And, of course, what I prized most about myself was my creativity.
I told myself that I loved God. I told others that I loved God. You’d be impressed with my acting skills, dear inklings: My surface faith was so convincing, it would numb your brain. I had myself convinced, that’s for sure.
But all the while, I feared that God would someday demand I pay up. I lived in terror that God would say, “You’ve put your creativity on a pedestal long enough! It’s time to give that back to me.”
I came to see myself as a type of Abraham. Abraham laid Isaac, his son, on the sacrificial altar with a knife poised to plunge into the boy’s chest.
I believed that God would require me to stretch my artist child out upon just such an altar — and rip the artist child’s living heart out.
Remember what I said in Confessions, Pt. 1 about how I bent to society’s expectations? Take what I just said about sacrifice and extrapolate:
When society insisted that I should Get A Good Job, Make Something Of Myself, and Contribute Responsibly, I thought it was God, telling me to pay up.

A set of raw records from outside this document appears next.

//! Ledger Gateway REST Client
//!
//! Provides REST integration with the gateway that fronts the ledger node:
//! - Network info
//! - Transaction submission for the five agreement calls
//! - Transaction status and long-poll receipts
//! - Reading the ledger-resident agreement record
//!
//! # Authentication
//!
//! All requests are signed with the API key + secret:
//! - `X-ESCROW-APIKEY` header
//! - `timestamp` query parameter (unix millis)
//! - `signature` query parameter: hex HMAC SHA256 of the query string
//!   (without `signature`) followed by the request body

use chrono::{DateTime, Utc};
use escrow_domain::{
    AgreementKey, LedgerAddress, LedgerAgreement, LedgerCall, LedgerStatus, NetworkInfo, Receipt,
    TxRef, TxStatus,
};
use reqwest::{Client, Method, StatusCode};
use rust_decimal::Decimal;
use serde::{Deserialize, Serialize};
use std::time::Duration;
use thiserror::Error;
use tokio::time::timeout;
use tracing::debug;

// =============================================================================
// Constants
// =============================================================================

/// Request timeout in seconds
const REQUEST_TIMEOUT_SECS: u64 = 10;

/// Server-side hold for the receipt long-poll
const RECEIPT_LONG_POLL_SECS: u64 = 20;

/// Gateway error codes
pub mod codes {
    /// Signer rejected the transaction
    pub const USER_DECLINED: i64 = 4001;
    /// Sender balance cannot cover value + fees
    pub const INSUFFICIENT_FUNDS: i64 = 4002;
    /// Contract guard rejected the call
    pub const PRECONDITION_FAILED: i64 = 4003;
    /// Unknown agreement or transaction
    pub const NOT_FOUND: i64 = 4040;
    /// Ledger node unreachable
    pub const NODE_UNAVAILABLE: i64 = 5030;
}

// =============================================================================
// Errors
// =============================================================================

/// Errors that can occur in the gateway REST client.
#[derive(Debug, Clone, Error)]
pub enum GatewayError {
    /// Failed to build request signature
    #[error("Failed to build signature: {0}")]
    SignatureError(String),

    /// HTTP request failed
    #[error("HTTP request failed: {0}")]
    RequestFailed(String),

    /// Gateway returned error
    #[error("Gateway API error: {code} - {msg}")]
    ApiError {
        /// Gateway error code (see [`codes`])
        code: i64,
        /// Gateway error message
        msg: String,
    },

    /// Failed to parse response
    #[error("Failed to parse response: {0}")]
    ParseError(String),

    /// Request timed out
    #[error("Request timed out")]
    Timeout,
}

impl GatewayError {
    /// Transport-level failure (the gateway may not have seen the request)
    pub fn is_transport(&self) -> bool {
        matches!(self, GatewayError::RequestFailed(_) | GatewayError::Timeout)
    }
}

// =============================================================================
// Wire types
// =============================================================================

#[derive(Debug, Deserialize)]
struct GatewayErrorResponse {
    code: i64,
    msg: String,
}

#[derive(Debug, Deserialize)]
#[serde(rename_all = "camelCase")]
struct NetworkResponse {
    network: String,
    chain_id: u64,
    block_height: u64,
}

#[derive(Debug, Serialize)]
struct SubmitRequest<'a> {
    sender: &'a LedgerAddress,
    call: &'a LedgerCall,
}

#[derive(Debug, Deserialize)]
#[serde(rename_all = "camelCase")]
struct SubmitResponse {
    tx_ref: String,
}

/// Transaction status as reported by `/v1/transactions/:ref`
#[derive(Debug, Deserialize)]
#[serde(rename_all = "camelCase")]
struct TxStatusResponse {
    tx_ref: String,
    state: String,
    block_number: Option<u64>,
    confirmations: Option<u32>,
    confirmed_at: Option<i64>,
    reason: Option<String>,
}

impl TxStatusResponse {
    fn into_domain(self) -> Result<TxStatus, GatewayError> {
        match self.state.as_str() {
            "unknown" => Ok(TxStatus::Unknown),
            "pending" => Ok(TxStatus::Pending),
            "reverted" => Ok(TxStatus::Reverted {
                reason: self.reason.unwrap_or_else(|| "reverted".to_string()),
            }),
            "confirmed" => {
                let tx_ref = TxRef::new(self.tx_ref).map_err(|e| GatewayError::ParseError(e.to_string()))?;
                let block_number = self
                    .block_number
                    .ok_or_else(|| GatewayError::ParseError("confirmed without blockNumber".to_string()))?;
                let confirmed_at = match self.confirmed_at {
                    Some(secs) => parse_unix(secs)?,
                    None => Utc::now(),
                };
                Ok(TxStatus::Confirmed {
                    receipt: Receipt {
                        tx_ref,
                        block_number,
                        confirmations: self.confirmations.unwrap_or(1),
                        confirmed_at,
                    },
                })
            },
            other => Err(GatewayError::ParseError(format!("unknown transaction state: {}", other))),
        }
    }
}

/// Agreement record as returned by `/v1/agreements/:key`
#[derive(Debug, Deserialize)]
#[serde(rename_all = "camelCase")]
struct AgreementResponse {
    key: String,
    needer: String,
    provider: String,
    requirements: String,
    terms: String,
    status: u8,
    created_at: i64,
    escrow_amount: Decimal,
}

impl AgreementResponse {
    fn into_domain(self) -> Result<LedgerAgreement, GatewayError> {
        let parse = |e: escrow_domain::DomainError| GatewayError::ParseError(e.to_string());
        Ok(LedgerAgreement {
            key: AgreementKey::from_hex(&self.key).map_err(parse)?,
            needer: LedgerAddress::new(&self.needer).map_err(parse)?,
            provider: LedgerAddress::new(&self.provider).map_err(parse)?,
            requirements: self.requirements,
            terms: self.terms,
            status: LedgerStatus::try_from(self.status).map_err(parse)?,
            created_at: parse_unix(self.created_at)?,
            escrow_amount: self.escrow_amount,
        })
    }
}

fn parse_unix(secs: i64) -> Result<DateTime<Utc>, GatewayError> {
    DateTime::from_timestamp(secs, 0)
        .ok_or_else(|| GatewayError::ParseError(format!("invalid timestamp: {}", secs)))
}

/// Hex HMAC SHA256 of `payload` under `secret`.
pub fn sign(secret: &str, payload: &str) -> Result<String, GatewayError> {
    use hmac::{Hmac, Mac};
    use sha2::Sha256;

    type HmacSha256 = Hmac<Sha256>;

    let mut mac = HmacSha256::new_from_slice(secret.as_bytes())
        .map_err(|e| GatewayError::SignatureError(format!("HMAC error: {}", e)))?;
    mac.update(payload.as_bytes());
    Ok(hex::encode(mac.finalize().into_bytes()))
}

// =============================================================================
// Gateway REST Client
// =============================================================================

/// Ledger gateway REST client.
pub struct LedgerGatewayClient {
    /// HTTP client
    client: Client,
    /// Gateway base URL (no trailing slash)
    base_url: String,
    /// API key
    api_key: String,
    /// API secret
    api_secret: String,
}

impl LedgerGatewayClient {
    /// Create a new gateway client.
    ///
    /// # Arguments
    ///
    /// * `base_url` - Gateway URL, e.g. `https://gateway.example.net`
    /// * `api_key` - Gateway API key
    /// * `api_secret` - Gateway API secret
    pub fn new(base_url: impl Into<String>, api_key: String, api_secret: String) -> Self {
        Self {
            client: Client::new(),
            base_url: base_url.into().trim_end_matches('/').to_string(),
            api_key,
            api_secret,
        }
    }

    /// Build the signed query string for a request.
    fn build_signed_query(
        &self,
        mut params: Vec<(&str, String)>,
        body: &str,
    ) -> Result<String, GatewayError> {
        let timestamp = Utc::now().timestamp_millis().to_string();
        params.push(("timestamp", timestamp));
        params.sort_by(|a, b| a.0.cmp(b.0));

        let query_string: String = params
            .iter()
            .map(|(k, v)| format!("{}={}", k, v))
            .collect::<Vec<_>>()
            .join("&");

        let signature = sign(&self.api_secret, &format!("{}{}", query_string, body))?;

        Ok(format!("{}&signature={}", query_string, signature))
    }

    /// Send a signed request. `Ok(None)` on HTTP 404.
    async fn send_signed(
        &self,
        method: Method,
        endpoint: &str,
        params: Vec<(&str, String)>,
        body: Option<String>,
        request_timeout: Duration,
    ) -> Result<Option<String>, GatewayError> {
        let body_str = body.unwrap_or_default();
        let query = self.build_signed_query(params, &body_str)?;
        let url = format!("{}{}?{}", self.base_url, endpoint, query);

        debug!(%method, endpoint, "Gateway request");

        let mut request = self
            .client
            .request(method, &url)
            .header("X-ESCROW-APIKEY", &self.api_key);
        if !body_str.is_empty() {
            request = request
                .header(reqwest::header::CONTENT_TYPE, "application/json")
                .body(body_str);
        }

        let response = timeout(request_timeout, request.send())
            .await
            .map_err(|_| GatewayError::Timeout)?
            .map_err(|e| GatewayError::RequestFailed(e.to_string()))?;

        let status = response.status();
        let text = response.text().await.map_err(|e| GatewayError::ParseError(e.to_string()))?;

        if status == StatusCode::NOT_FOUND {
            return Ok(None);
        }

        if !status.is_success() {
            if let Ok(err) = serde_json::from_str::<GatewayErrorResponse>(&text) {
                return Err(GatewayError::ApiError { code: err.code, msg: err.msg });
            }
            return Err(GatewayError::RequestFailed(format!("HTTP {}: {}", status, text)));
        }

        Ok(Some(text))
    }

    fn default_timeout() -> Duration {
        Duration::from_secs(REQUEST_TIMEOUT_SECS)
    }

    fn require_found(body: Option<String>, what: &str) -> Result<String, GatewayError> {
        body.ok_or_else(|| GatewayError::ApiError {
            code: codes::NOT_FOUND,
            msg: format!("{} not found", what),
        })
    }

    // =========================================================================
    // Network API
    // =========================================================================

    /// Get the network the gateway is attached to.
    ///
    /// # Endpoint
    ///
    /// `GET /v1/network`
    pub async fn network(&self) -> Result<NetworkInfo, GatewayError> {
        let body = self
            .send_signed(Method::GET, "/v1/network", vec![], None, Self::default_timeout())
            .await?;
        let body = Self::require_found(body, "network")?;

        let resp: NetworkResponse =
            serde_json::from_str(&body).map_err(|e| GatewayError::ParseError(e.to_string()))?;

        Ok(NetworkInfo {
            network: resp.network,
            chain_id: resp.chain_id,
            block_height: resp.block_height,
        })
    }

    // =========================================================================
    // Transaction API
    // =========================================================================

    /// Submit an agreement call signed by `sender`.
    ///
    /// # Endpoint
    ///
    /// `POST /v1/transactions`
    ///
    /// # Example
    ///
    /// ```ignore
    /// let tx = client.submit(&provider, &LedgerCall::AcceptAgreement { key }).await?;
    /// println!("submitted {}", tx);
    /// ```
    pub async fn submit(&self, sender: &LedgerAddress, call: &LedgerCall) -> Result<TxRef, GatewayError> {
        let body = serde_json::to_string(&SubmitRequest { sender, call })
            .map_err(|e| GatewayError::ParseError(e.to_string()))?;

        let resp = self
            .send_signed(Method::POST, "/v1/transactions", vec![], Some(body), Self::default_timeout())
            .await?;
        let resp = Self::require_found(resp, "transactions endpoint")?;

        let parsed: SubmitResponse =
            serde_json::from_str(&resp).map_err(|e| GatewayError::ParseError(e.to_string()))?;

        TxRef::new(parsed.tx_ref).map_err(|e| GatewayError::ParseError(e.to_string()))
    }

    /// Get the current status of a transaction.
    ///
    /// # Endpoint
    ///
    /// `GET /v1/transactions/:ref`
    pub async fn transaction_status(&self, tx_ref: &TxRef) -> Result<TxStatus, GatewayError> {
        let endpoint = format!("/v1/transactions/{}", tx_ref);
        let body = self
            .send_signed(Method::GET, &endpoint, vec![], None, Self::default_timeout())
            .await?;

        match body {
            None => Ok(TxStatus::Unknown),
            Some(body) => serde_json::from_str::<TxStatusResponse>(&body)
                .map_err(|e| GatewayError::ParseError(e.to_string()))?
                .into_domain(),
        }
    }

    /// Long-poll for a receipt with at least `confirmations`.
    ///
    /// The gateway holds the request for up to its long-poll window and then
    /// answers with the current status, which may still be pending.
    ///
    /// # Endpoint
    ///
    /// `GET /v1/transactions/:ref/receipt?confirmations=N&waitSecs=S`
    pub async fn await_receipt(&self, tx_ref: &TxRef, confirmations: u32) -> Result<TxStatus, GatewayError> {
        let endpoint = format!("/v1/transactions/{}/receipt", tx_ref);
        let params = vec![
            ("confirmations", confirmations.to_string()),
            ("waitSecs", RECEIPT_LONG_POLL_SECS.to_string()),
        ];
        let body = self
            .send_signed(
                Method::GET,
                &endpoint,
                params,
                None,
                Duration::from_secs(RECEIPT_LONG_POLL_SECS + REQUEST_TIMEOUT_SECS),
            )
            .await?;

        match body {
            None => Ok(TxStatus::Unknown),
            Some(body) => serde_json::from_str::<TxStatusResponse>(&body)
                .map_err(|e| GatewayError::ParseError(e.to_string()))?
                .into_domain(),
        }
    }

    // =========================================================================
    // Agreement API
    // =========================================================================

    /// Read the ledger-resident agreement record. `Ok(None)` if absent.
    ///
    /// # Endpoint
    ///
    /// `GET /v1/agreements/:key`
    pub async fn agreement(&self, key: &AgreementKey) -> Result<Option<LedgerAgreement>, GatewayError> {
        let endpoint = format!("/v1/agreements/{}", key.to_hex());
        let body = self
            .send_signed(Method::GET, &endpoint, vec![], None, Self::default_timeout())
            .await?;

        body.map(|body| {
            serde_json::from_str::<AgreementResponse>(&body)
                .map_err(|e| GatewayError::ParseError(e.to_string()))?
                .into_domain()
        })
        .transpose()
    }
}

// =============================================================================
// Tests
// =============================================================================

When individuals demanded that I write or paint only Happy Encouraging Things instead of gritty truth, I thought it was God, telling me to sacrifice.
When people I trusted told me to give up my writing time in favor of what others needed of me, I thought it was God, putting the ritual knife into my trembling, unwilling, sinful fingers.
Years of depression. Years of fear: fear of God, fear of rejection, fear for my inner artist child. I was terrified of what looked, to me, like a bleak and unbearable future. I berated myself for my secret unwillingness to sacrifice. I thought I was just weak of soul. I questioned my worth.
I all but quit writing. I had nightmares of murder and guilt. My paintings turned ever darker, and I received criticism for them. The word “demonic” was used.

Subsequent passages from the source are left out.